Common DNA analysis in crime labs consists of (1) evidence collection and sampling, (2) DNA purification, (3) quantification, (4) amplification, and (5) short tandem repeat (STR) typing. The main criteria for successful STR typing is single source DNA of sufficient quantity and quality. Extracting human DNA from the gut of a mosquito could be an issue. We work with nanograms and picograms of DNA, and although that seems very small, degraded or low amounts of DNA makes STR typing more difficult. According to the article, the very little amount of human DNA in the gut of a mosquito is digested by digestive enzymes and bacterial activity. However, they were able to obtain full profiles up to 32-48 hours after feeding. Any time longer than that, they were only able to obtain partial DNA profiles. They were able to obtain more reportable alleles after reanalysis of these samples by increasing the number of cycles during amplification and using a mini-STR kit, which are common techniques used to overcome DNA degradation. I found it odd that they discussed DNA profiling before quantitation but anyway, the quantity of human DNA decreased as the digestion period increased. Low amounts of human DNA were reported (<1pg/uL in some cases). However, successful STR typing usually requires 500pg/uL to 1ng/uL of DNA. The solution is concentrating the purified DNA to obtain more DNA per microliter.

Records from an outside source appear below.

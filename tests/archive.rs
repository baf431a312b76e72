//! A hand-built minimal `ar` archive wrapping one RO object, exercising
//! `Archive::parse`/`count`/`name`/`extract`/`defined_globals`.

use ferrolink::archive::Archive;
use ferrolink::context::Context;
use ferrolink::job::{InputSource, Job, JobConfig, OutputKind, Target};
use ferrolink::ro::{self, FileHeader, SectionDescriptor, SymbolRecord};
use scroll::{Pwrite, SizeWith};

fn test_job() -> Job {
    Job {
        target: Target::Elf,
        output_kind: OutputKind::Executable,
        output_path: std::path::PathBuf::from("/tmp/ferrolink-archive-test"),
        inputs: vec![InputSource::Memory {
            label: "unused".into(),
            bytes: vec![],
        }],
        config: JobConfig::default(),
    }
}

/// Build a minimal RO object blob: one `.text` section and one Global
/// symbol `helper` defined in it.
fn build_ro_object() -> Vec<u8> {
    let header_size = FileHeader::size_with(&scroll::LE);
    let desc_size = SectionDescriptor::size_with(&scroll::LE);
    let sym_size = SymbolRecord::size_with(&scroll::LE);

    let text_offset = header_size + desc_size;
    let text_bytes = [0x90u8, 0xC3];
    let sym_offset = text_offset + text_bytes.len();
    let strtab_offset = sym_offset + sym_size;
    let strtab_bytes = [0u8];

    let total = strtab_offset + strtab_bytes.len();
    let mut buf = vec![0u8; total];

    let header = FileHeader {
        magic: ro::MAGIC,
        version: ro::VERSION,
        flags: 0,
        arch: ro::ARCH_X86_64,
        reserved: 0,
        sec_count: 1,
        sym_count: 1,
        strtab_size: strtab_bytes.len() as u64,
        entry_point: 0,
    };
    buf.pwrite_with(header, 0, scroll::LE).unwrap();

    let mut name_buf = [0u8; 8];
    name_buf[..5].copy_from_slice(b".text");
    let desc = SectionDescriptor {
        name: name_buf,
        align_log2: 0,
        flags: ro::SECTION_FLAG_READ | ro::SECTION_FLAG_EXEC,
        reserved: 0,
        file_offset: text_offset as u32,
        file_size: text_bytes.len() as u32,
        mem_size: text_bytes.len() as u32,
        reloc_count: 0,
        reloc_offset: 0,
    };
    buf.pwrite_with(desc, header_size, scroll::LE).unwrap();
    buf[text_offset..text_offset + text_bytes.len()].copy_from_slice(&text_bytes);

    let mut name24 = [0u8; 24];
    name24[..6].copy_from_slice(b"helper");
    let sym = SymbolRecord {
        name: name24,
        value: 0,
        sec_idx: 1,
        kind: ro::SYM_TYPE_FUNC,
        bind: ro::SYM_BIND_GLOBAL,
        reserved: 0,
    };
    buf.pwrite_with(sym, sym_offset, scroll::LE).unwrap();
    buf[strtab_offset..].copy_from_slice(&strtab_bytes);
    buf
}

fn pad_field(value: &str, width: usize) -> Vec<u8> {
    let mut buf = vec![b' '; width];
    let bytes = value.as_bytes();
    buf[..bytes.len()].copy_from_slice(bytes);
    buf
}

fn build_archive_with_one_member(name: &str, data: &[u8]) -> Vec<u8> {
    let mut buf = Vec::new();
    buf.extend_from_slice(ferrolink::archive::MAGIC_ARCH);

    buf.extend_from_slice(&pad_field(name, 16));
    buf.extend_from_slice(&pad_field("0", 12)); // mtime
    buf.extend_from_slice(&pad_field("0", 6)); // uid
    buf.extend_from_slice(&pad_field("0", 6)); // gid
    buf.extend_from_slice(&pad_field("100644", 8)); // mode
    buf.extend_from_slice(&pad_field(&data.len().to_string(), 10)); // size
    buf.extend_from_slice(b"`\n"); // terminator

    buf.extend_from_slice(data);
    if data.len() % 2 == 1 {
        buf.push(b'\n'); // 2-byte member alignment pad
    }
    buf
}

#[test]
fn parses_a_single_member_archive_and_extracts_its_symbols() {
    let object = build_ro_object();
    let archive_bytes = build_archive_with_one_member("helper.o", &object);

    let archive = Archive::parse(&archive_bytes).unwrap();
    assert_eq!(archive.count(), 1);
    assert_eq!(archive.name(0), Some("helper.o"));

    let job = test_job();
    let ctx = Context::create(&job).unwrap();

    let tu = archive.extract(&ctx, 0).unwrap();
    assert_eq!(tu.symbols.len(), 1);
    assert_eq!(tu.symbols[0].name, "helper");

    let globals = archive.defined_globals(&ctx, 0).unwrap();
    assert_eq!(globals, vec!["helper".to_string()]);
}

#[test]
fn rejects_truncated_magic() {
    let err = Archive::parse(b"short").unwrap_err();
    assert!(matches!(err, ferrolink::Error::BadFormat(_)));
}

In conclusion, human DNA obtained from the gut of mosquitoes is suitable for STR typing more than three days after the feeding. I thought that was pretty interesting. It reminds me of another article that was able to obtain DNA from the worm in tequila. Look it up if you’re interested. Here’s a link to a brief description about it: http://www.scienceagogo.com/news/20100110033959data_trunc_sys.shtml. By the way, that’s sorta the basis of my research with Dr. Sheree Hughes-Stamm.